■ What to work on:
Please repeat, from the entries that follow, the lines from the one containing "Copies images off" through the one containing "let result = self.gather(&source.path, output_dir);" exactly, adding nothing.

====== The records ======

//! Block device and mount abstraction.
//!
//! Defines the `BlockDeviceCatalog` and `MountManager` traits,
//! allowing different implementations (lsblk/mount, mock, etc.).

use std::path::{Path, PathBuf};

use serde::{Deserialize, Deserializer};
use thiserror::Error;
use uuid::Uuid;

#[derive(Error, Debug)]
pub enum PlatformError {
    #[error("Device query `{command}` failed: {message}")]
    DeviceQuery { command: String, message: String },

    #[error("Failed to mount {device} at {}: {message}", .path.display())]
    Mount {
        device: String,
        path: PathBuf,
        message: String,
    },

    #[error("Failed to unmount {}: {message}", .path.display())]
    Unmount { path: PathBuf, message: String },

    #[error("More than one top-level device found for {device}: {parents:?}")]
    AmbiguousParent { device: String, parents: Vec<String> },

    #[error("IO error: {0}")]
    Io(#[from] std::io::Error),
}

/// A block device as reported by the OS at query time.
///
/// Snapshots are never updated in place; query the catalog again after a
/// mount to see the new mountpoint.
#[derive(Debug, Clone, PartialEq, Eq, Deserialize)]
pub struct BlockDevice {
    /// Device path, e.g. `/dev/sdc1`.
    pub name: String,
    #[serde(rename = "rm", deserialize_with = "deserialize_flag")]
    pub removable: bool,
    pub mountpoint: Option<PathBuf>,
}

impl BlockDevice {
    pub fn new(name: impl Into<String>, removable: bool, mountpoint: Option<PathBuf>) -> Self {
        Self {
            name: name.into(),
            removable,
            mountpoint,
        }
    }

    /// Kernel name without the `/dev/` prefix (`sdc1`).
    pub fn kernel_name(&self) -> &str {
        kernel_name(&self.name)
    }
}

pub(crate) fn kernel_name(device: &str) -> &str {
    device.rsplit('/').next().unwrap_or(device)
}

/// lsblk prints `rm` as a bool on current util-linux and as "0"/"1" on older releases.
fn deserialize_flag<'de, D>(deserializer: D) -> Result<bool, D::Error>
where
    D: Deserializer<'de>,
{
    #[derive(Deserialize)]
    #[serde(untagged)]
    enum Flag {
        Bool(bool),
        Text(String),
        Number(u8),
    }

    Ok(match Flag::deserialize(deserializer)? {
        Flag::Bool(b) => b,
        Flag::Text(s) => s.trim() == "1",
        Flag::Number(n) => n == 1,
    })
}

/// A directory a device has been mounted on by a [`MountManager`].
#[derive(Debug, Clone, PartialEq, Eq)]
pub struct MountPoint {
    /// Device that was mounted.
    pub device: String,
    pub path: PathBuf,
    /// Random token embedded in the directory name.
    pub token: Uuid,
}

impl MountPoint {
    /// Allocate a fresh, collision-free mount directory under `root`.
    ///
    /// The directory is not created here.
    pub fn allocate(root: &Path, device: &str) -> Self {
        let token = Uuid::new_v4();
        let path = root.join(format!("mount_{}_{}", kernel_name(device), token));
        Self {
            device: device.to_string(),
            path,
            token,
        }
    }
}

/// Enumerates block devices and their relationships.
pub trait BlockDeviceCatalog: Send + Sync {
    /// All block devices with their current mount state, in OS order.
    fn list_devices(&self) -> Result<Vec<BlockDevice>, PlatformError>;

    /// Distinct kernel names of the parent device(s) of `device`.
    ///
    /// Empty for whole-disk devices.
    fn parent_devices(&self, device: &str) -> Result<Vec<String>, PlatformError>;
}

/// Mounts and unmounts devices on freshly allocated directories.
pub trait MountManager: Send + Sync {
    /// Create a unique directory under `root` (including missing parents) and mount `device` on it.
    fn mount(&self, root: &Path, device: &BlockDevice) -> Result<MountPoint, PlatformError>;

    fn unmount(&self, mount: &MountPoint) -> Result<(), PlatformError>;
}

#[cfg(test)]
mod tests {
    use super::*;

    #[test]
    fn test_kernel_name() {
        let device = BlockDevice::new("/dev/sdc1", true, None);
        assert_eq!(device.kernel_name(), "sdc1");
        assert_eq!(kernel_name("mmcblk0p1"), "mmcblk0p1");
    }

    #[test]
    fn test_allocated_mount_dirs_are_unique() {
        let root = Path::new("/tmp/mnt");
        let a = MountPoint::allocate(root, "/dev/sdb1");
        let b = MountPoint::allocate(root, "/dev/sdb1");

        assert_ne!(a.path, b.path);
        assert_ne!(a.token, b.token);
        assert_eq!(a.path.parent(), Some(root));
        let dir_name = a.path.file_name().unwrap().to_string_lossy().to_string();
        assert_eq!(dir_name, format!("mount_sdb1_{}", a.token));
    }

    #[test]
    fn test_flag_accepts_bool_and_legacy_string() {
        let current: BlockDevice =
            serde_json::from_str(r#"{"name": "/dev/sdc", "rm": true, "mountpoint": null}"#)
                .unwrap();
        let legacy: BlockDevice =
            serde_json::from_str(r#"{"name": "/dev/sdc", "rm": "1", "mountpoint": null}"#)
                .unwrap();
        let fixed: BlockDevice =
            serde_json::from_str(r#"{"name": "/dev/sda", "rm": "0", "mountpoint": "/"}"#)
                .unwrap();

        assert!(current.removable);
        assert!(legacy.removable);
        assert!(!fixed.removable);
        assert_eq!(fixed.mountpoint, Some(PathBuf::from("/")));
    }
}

======
====== The records ======

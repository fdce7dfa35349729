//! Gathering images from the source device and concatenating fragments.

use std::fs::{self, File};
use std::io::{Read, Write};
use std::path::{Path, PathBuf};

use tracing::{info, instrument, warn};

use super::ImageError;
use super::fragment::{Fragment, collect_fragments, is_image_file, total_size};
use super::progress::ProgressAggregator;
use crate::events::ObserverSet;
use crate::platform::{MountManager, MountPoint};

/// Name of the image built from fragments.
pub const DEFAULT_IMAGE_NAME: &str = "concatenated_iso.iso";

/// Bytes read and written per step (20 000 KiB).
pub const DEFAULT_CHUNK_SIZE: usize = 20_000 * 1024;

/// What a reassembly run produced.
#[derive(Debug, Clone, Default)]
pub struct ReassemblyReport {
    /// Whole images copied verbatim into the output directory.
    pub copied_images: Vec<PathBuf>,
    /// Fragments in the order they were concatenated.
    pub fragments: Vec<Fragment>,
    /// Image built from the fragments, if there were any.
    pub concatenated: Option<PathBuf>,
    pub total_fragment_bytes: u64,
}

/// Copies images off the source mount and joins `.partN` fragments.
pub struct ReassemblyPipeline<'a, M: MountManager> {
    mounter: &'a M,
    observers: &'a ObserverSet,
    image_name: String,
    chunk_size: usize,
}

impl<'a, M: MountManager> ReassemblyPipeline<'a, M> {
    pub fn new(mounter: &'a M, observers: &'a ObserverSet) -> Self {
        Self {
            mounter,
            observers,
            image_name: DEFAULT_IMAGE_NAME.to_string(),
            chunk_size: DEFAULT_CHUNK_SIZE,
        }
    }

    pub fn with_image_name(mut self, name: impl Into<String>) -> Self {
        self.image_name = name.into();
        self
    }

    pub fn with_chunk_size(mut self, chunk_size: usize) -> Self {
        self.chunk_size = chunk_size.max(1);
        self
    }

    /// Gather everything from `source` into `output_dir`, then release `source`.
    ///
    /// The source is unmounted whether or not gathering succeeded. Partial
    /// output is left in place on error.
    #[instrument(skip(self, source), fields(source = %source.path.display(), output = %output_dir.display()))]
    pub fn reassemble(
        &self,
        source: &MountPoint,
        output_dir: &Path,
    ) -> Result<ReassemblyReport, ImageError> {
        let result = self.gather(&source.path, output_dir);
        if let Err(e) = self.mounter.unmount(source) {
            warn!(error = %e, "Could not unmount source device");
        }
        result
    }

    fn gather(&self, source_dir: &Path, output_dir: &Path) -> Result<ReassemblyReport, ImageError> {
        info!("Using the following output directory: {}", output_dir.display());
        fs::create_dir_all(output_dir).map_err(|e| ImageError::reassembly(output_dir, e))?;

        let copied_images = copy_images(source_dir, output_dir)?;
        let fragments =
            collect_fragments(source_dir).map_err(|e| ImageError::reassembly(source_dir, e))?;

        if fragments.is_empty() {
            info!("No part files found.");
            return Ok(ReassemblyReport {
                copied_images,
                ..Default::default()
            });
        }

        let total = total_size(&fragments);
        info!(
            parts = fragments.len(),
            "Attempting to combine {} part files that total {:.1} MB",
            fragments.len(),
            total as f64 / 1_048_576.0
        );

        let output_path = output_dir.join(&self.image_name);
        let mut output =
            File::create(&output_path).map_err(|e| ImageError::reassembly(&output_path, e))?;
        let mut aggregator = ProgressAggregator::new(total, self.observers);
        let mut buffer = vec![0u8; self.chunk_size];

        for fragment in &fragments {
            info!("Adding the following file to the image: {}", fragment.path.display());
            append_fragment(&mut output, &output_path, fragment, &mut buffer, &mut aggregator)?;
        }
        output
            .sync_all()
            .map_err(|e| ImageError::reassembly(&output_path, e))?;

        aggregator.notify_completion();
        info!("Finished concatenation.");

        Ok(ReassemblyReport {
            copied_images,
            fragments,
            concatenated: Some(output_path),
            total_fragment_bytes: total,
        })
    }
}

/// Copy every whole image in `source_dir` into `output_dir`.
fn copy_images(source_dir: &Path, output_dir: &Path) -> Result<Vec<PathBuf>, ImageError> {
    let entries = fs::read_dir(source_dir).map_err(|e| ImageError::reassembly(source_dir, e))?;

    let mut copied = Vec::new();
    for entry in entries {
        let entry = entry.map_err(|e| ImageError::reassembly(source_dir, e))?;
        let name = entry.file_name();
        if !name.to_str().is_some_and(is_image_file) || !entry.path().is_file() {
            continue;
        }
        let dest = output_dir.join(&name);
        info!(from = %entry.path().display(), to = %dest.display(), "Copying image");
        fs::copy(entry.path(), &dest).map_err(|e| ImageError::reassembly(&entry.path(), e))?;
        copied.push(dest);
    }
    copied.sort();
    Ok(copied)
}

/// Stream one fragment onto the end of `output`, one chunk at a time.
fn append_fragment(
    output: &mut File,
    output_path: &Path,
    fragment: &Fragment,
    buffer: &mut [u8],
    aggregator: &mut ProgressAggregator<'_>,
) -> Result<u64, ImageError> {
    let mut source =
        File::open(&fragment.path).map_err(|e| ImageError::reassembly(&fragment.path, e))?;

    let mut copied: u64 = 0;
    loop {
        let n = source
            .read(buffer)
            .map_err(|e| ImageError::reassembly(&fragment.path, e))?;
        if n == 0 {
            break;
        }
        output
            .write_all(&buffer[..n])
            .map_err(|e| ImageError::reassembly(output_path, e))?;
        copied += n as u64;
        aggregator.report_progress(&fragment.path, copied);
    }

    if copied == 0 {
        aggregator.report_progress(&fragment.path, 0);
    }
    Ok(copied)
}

======

■ Output of the exercise:
/// Copies images off the source mount and joins `.partN` fragments.
pub struct ReassemblyPipeline<'a, M: MountManager> {
    mounter: &'a M,
    observers: &'a ObserverSet,
    image_name: String,
    chunk_size: usize,
}

impl<'a, M: MountManager> ReassemblyPipeline<'a, M> {
    pub fn new(mounter: &'a M, observers: &'a ObserverSet) -> Self {
        Self {
            mounter,
            observers,
            image_name: DEFAULT_IMAGE_NAME.to_string(),
            chunk_size: DEFAULT_CHUNK_SIZE,
        }
    }

    pub fn with_image_name(mut self, name: impl Into<String>) -> Self {
        self.image_name = name.into();
        self
    }

    pub fn with_chunk_size(mut self, chunk_size: usize) -> Self {
        self.chunk_size = chunk_size.max(1);
        self
    }

    /// Gather everything from `source` into `output_dir`, then release `source`.
    ///
    /// The source is unmounted whether or not gathering succeeded. Partial
    /// output is left in place on error.
    #[instrument(skip(self, source), fields(source = %source.path.display(), output = %output_dir.display()))]
    pub fn reassemble(
        &self,
        source: &MountPoint,
        output_dir: &Path,
    ) -> Result<ReassemblyReport, ImageError> {
        let result = self.gather(&source.path, output_dir);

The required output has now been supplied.